Copy each line in the data that includes the word "config".
::: Dataset records :::
impl PickerEngine {
    pub fn new(config: EngineConfig) -> Self {
        Self {
            config,
            backend: None,
            page_count: 0,
            active_page: 1,
            viewport_width: 0.0,
            thumbnails: HashMap::new(),
            thumbnails_ready: false,
            active_buffer: None,
            next_generation: 0,
            current_target: None,
            filter: None,
            selection: BTreeSet::new(),
            state: EngineState::Loading,
            disposed: false,
            events: Arc::new(Mutex::new(Vec::new())),
        }
    }

    pub fn events(&self) -> Arc<Mutex<Vec<EngineEvent>>> {
        Arc::clone(&self.events)
    }

    pub fn take_events(&mut self) -> Vec<EngineEvent> {
        std::mem::take(&mut *self.events.lock())
    }

    fn push_event(&self, event: EngineEvent) {
        self.events.lock().push(event);
    }

    pub fn state(&self) -> &EngineState {
        &self.state
    }

    pub fn is_ready(&self) -> bool {
        matches!(self.state, EngineState::Ready)
    }

    pub fn page_count(&self) -> usize {
        self.page_count
    }

    pub fn active_page(&self) -> PageIndex {
        self.active_page
    }

    pub fn viewport_width(&self) -> f32 {
        self.viewport_width
    }

    pub fn thumbnails_ready(&self) -> bool {
        self.thumbnails_ready
    }

    pub fn thumbnail(&self, page: PageIndex) -> Option<&RasterBuffer> {
        self.thumbnails.get(&page)
    }

    pub fn active_buffer(&self) -> Option<&RasterBuffer> {
        self.active_buffer.as_ref()
    }

    pub fn filter(&self) -> Option<&[PageIndex]> {
        self.filter.as_deref()
    }

    pub fn is_page_visible(&self, page: PageIndex) -> bool {
        match &self.filter {
            Some(pages) => pages.contains(&page),
            None => true,
        }
    }

    /// Pages currently shown in the navigation rail, ascending. Filtered-out
    /// pages are hidden, not removed; their thumbnails stay allocated.
    pub fn visible_pages(&self) -> Vec<PageIndex> {
        match &self.filter {
            Some(pages) => pages.clone(),
            None => (1..=self.page_count).collect(),
        }
    }

    pub fn is_selected(&self, page: PageIndex) -> bool {
        self.selection.contains(&page)
    }

    pub fn selection_len(&self) -> usize {
        self.selection.len()
    }

    pub fn ordered_selection(&self) -> Vec<PageIndex> {
        self.selection.iter().copied().collect()
    }

    /// Opens the document and rasterizes every page at the thumbnail scale,
    /// all pages concurrently. The engine enters `Ready` only after every
    /// task has settled; a page whose render fails is logged and left without
    /// a thumbnail, siblings are unaffected. Open failure closes the dialog.
    #[instrument(skip(self, provider, bytes))]
    pub async fn load<P: DocumentProvider>(
        &mut self,
        provider: &P,
        bytes: Vec<u8>,
    ) -> Result<(), PickError> {
        if !matches!(self.state, EngineState::Loading) {
            return Err(PickError::NotReady);
        }

        let backend = match provider.open(bytes).await {
            Ok(backend) => backend,
            Err(source) => {
                self.close(DialogOutcome::Cancelled);
                return Err(PickError::DocumentCorrupt { source });
            }
        };

        let page_count = backend.page_count();
        if page_count == 0 {
            self.close(DialogOutcome::Cancelled);
            return Err(PickError::DocumentCorrupt {
                source: anyhow!("document reports zero pages"),
            });
        }

        let thumbnail_scale = self.config.thumbnail_scale;
        let mut tasks = JoinSet::new();
        for page in 1..=page_count {
            let backend = Arc::clone(&backend);
            tasks.spawn_blocking(move || (page, backend.render_page(page, thumbnail_scale)));
        }

        while let Some(joined) = tasks.join_next().await {
            match joined {
                Ok((page, Ok(buffer))) => {
                    if self.disposed {
                        debug!(page, "dropping thumbnail for disposed dialog");
                        continue;
                    }
                    self.thumbnails.insert(page, buffer);
                }
                Ok((page, Err(err))) => {
                    warn!(?err, page, "thumbnail render failed");
                }
                Err(err) => {
                    warn!(?err, "thumbnail task panicked");
                }
            }
        }

        self.backend = Some(backend);
        self.page_count = page_count;
        self.active_page = 1;
        self.thumbnails_ready = true;
        self.state = EngineState::Ready;
        self.push_event(EngineEvent::ThumbnailsReady);
        self.push_event(EngineEvent::ActiveRenderNeeded);
        Ok(())
    }

    pub fn apply(&mut self, command: Command) {
        if !self.is_ready() {
            debug!(?command, "command ignored outside ready state");
            return;
        }

        match command {
            Command::NextPage => {
                let next = (self.active_page + 1).min(self.page_count);
                self.set_active_page(next);
            }
            Command::PrevPage => {
                let prev = self.active_page.saturating_sub(1).max(1);
                self.set_active_page(prev);
            }
            Command::GotoPage { page } => {
                let target = page.clamp(1, self.page_count);
                self.set_active_page(target);
            }
            Command::ToggleSelection { page } => {
                if page < 1 || page > self.page_count {
                    let err = PickError::PageOutOfRange {
                        page,
                        page_count: self.page_count,
                    };
                    warn!(%err, "selection toggle rejected");
                    return;
                }
                if !self.selection.remove(&page) {
                    self.selection.insert(page);
                }
                self.push_event(EngineEvent::SelectionChanged);
            }
            Command::ClearSelection => {
                if !self.selection.is_empty() {
                    self.selection.clear();
                    self.push_event(EngineEvent::SelectionChanged);
                }
            }
            Command::Resize { width } => {
                if !width.is_finite() || width <= 0.0 {
                    return;
                }
                if (self.viewport_width - width).abs() > f32::EPSILON {
                    self.viewport_width = width;
                    self.push_event(EngineEvent::ActiveRenderNeeded);
                }
            }
        }
    }

    /// Records the viewport width sampled at mount, before the dialog is
    /// ready. Resizes after that go through `Command::Resize`.
    pub fn set_initial_viewport_width(&mut self, width: f32) {
        if width.is_finite() && width > 0.0 {
            self.viewport_width = width;
        }
    }

    fn set_active_page(&mut self, page: PageIndex) {
        if page != self.active_page {
            self.active_page = page;
            self.push_event(EngineEvent::ActivePageChanged { page });
            self.push_event(EngineEvent::ActiveRenderNeeded);
        }
    }

    /// Starts rendering the active page at the scale implied by the current
    /// viewport width. The returned job carries the token the completion must
    /// present to `commit_active_render`.
    pub fn begin_active_render(&mut self) -> Result<ActiveRenderJob, PickError> {
        if !self.is_ready() {
            return Err(PickError::NotReady);
        }
        let backend = self.backend.clone().ok_or(PickError::NotReady)?;
        let page = self.active_page;

        let (native_width, _) = backend
            .page_size(page)
            .map_err(|source| PickError::PageRender { page, source })?;
        if !native_width.is_finite() || native_width <= 0.0 {
            return Err(PickError::PageRender {
                page,
                source: anyhow!("page {} reports non-positive width", page),
            });
        }

        let mut scale = self.viewport_width / native_width * self.config.width_margin;
        if !scale.is_finite() || scale <= 0.0 {
            scale = 1.0;
        }

        let generation = self.next_generation;
        self.next_generation += 1;
        let token = RenderToken {
            generation,
            page,
            scale_milli: quantize_scale(scale),
        };
        self.current_target = Some(token);

        let handle = tokio::task::spawn_blocking(move || backend.render_page(page, scale));
        Ok(ActiveRenderJob { token, handle })
    }

    /// Applies a finished active-page render. Returns `true` if the buffer
    /// was committed; stale tokens and post-disposal completions are dropped.
    pub fn commit_active_render(
        &mut self,
        token: RenderToken,
        result: Result<RasterBuffer>,
    ) -> bool {
        if self.disposed {
            debug!(?token, "dropping render for disposed dialog");
            return false;
        }
        if self.current_target != Some(token) {
            debug!(?token, target = ?self.current_target, "stale render discarded");
            return false;
        }
        match result {
            Ok(buffer) => {
                self.active_buffer = Some(buffer);
                self.push_event(EngineEvent::ScrollThumbnailIntoView { page: token.page });
                true
            }
            Err(source) => {
                let err = PickError::PageRender {
                    page: token.page,
                    source,
                };
                warn!(%err, "active page render failed");
                false
            }
        }
    }

    /// Resolves a query: an integer inside `1..=page_count` jumps straight to
    /// that page and clears any filter without touching page text; anything
    /// else is a case-insensitive substring scan over every page's extracted
    /// text, one page at a time. An empty query clears the filter.
    #[instrument(skip(self))]
    pub async fn search(&mut self, raw: &str) -> Result<(), PickError> {
        if !self.is_ready() {
            return Ok(());
        }

        let trimmed = raw.trim();
        if trimmed.is_empty() {
            self.clear_filter();
            return Ok(());
        }

        if let Ok(page) = trimmed.parse::<usize>() {
            if (1..=self.page_count).contains(&page) {
                self.clear_filter();
                self.set_active_page(page);
                return Ok(());
            }
        }

        let backend = self.backend.clone().ok_or(PickError::NotReady)?;
        let needle = trimmed.to_lowercase();
        let mut matches = Vec::new();
        for page in 1..=self.page_count {
            let task_backend = Arc::clone(&backend);
            let extracted = tokio::task::spawn_blocking(move || task_backend.page_text(page)).await;
            let text = match extracted {
                Ok(Ok(text)) => text,
                Ok(Err(source)) => {
                    let err = PickError::SearchExtraction { page, source };
                    warn!(%err, "treating page as no match");
                    continue;
                }
                Err(err) => {
                    warn!(?err, page, "text extraction task failed");
                    continue;
                }
            };
            if text.to_lowercase().contains(&needle) {
                matches.push(page);
            }
        }

        self.filter = Some(matches);
        self.push_event(EngineEvent::FilterChanged);
        Ok(())
    }

    fn clear_filter(&mut self) {
        if self.filter.take().is_some() {
            self.push_event(EngineEvent::FilterChanged);
        }
    }

    /// Confirms the dialog. Fires only with a non-empty selection; with an
    /// empty one this is a no-op and the dialog stays interactive.
    pub fn confirm(&mut self) -> Option<Vec<PageIndex>> {
        if !self.is_ready() || self.selection.is_empty() {
            return None;
        }
        let pages = self.ordered_selection();
        self.close(DialogOutcome::Confirmed(pages.clone()));
        Some(pages)
    }

    pub fn cancel(&mut self) {
        if !matches!(self.state, EngineState::Closed(_)) {
            self.close(DialogOutcome::Cancelled);
        }
    }

    /// Marks the engine as torn down: render completions and thumbnail
    /// results that arrive afterwards are dropped.
    pub fn dispose(&mut self) {
        self.disposed = true;
    }

    fn close(&mut self, outcome: DialogOutcome) {
        self.backend = None;
        self.thumbnails.clear();
        self.active_buffer = None;
        self.current_target = None;
        self.state = EngineState::Closed(outcome.clone());
        self.push_event(EngineEvent::Closed(outcome));
    }
}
:::
- _Output of the exercise_
    pub fn new(config: EngineConfig) -> Self {
            config,
        let thumbnail_scale = self.config.thumbnail_scale;
        let mut scale = self.viewport_width / native_width * self.config.width_margin;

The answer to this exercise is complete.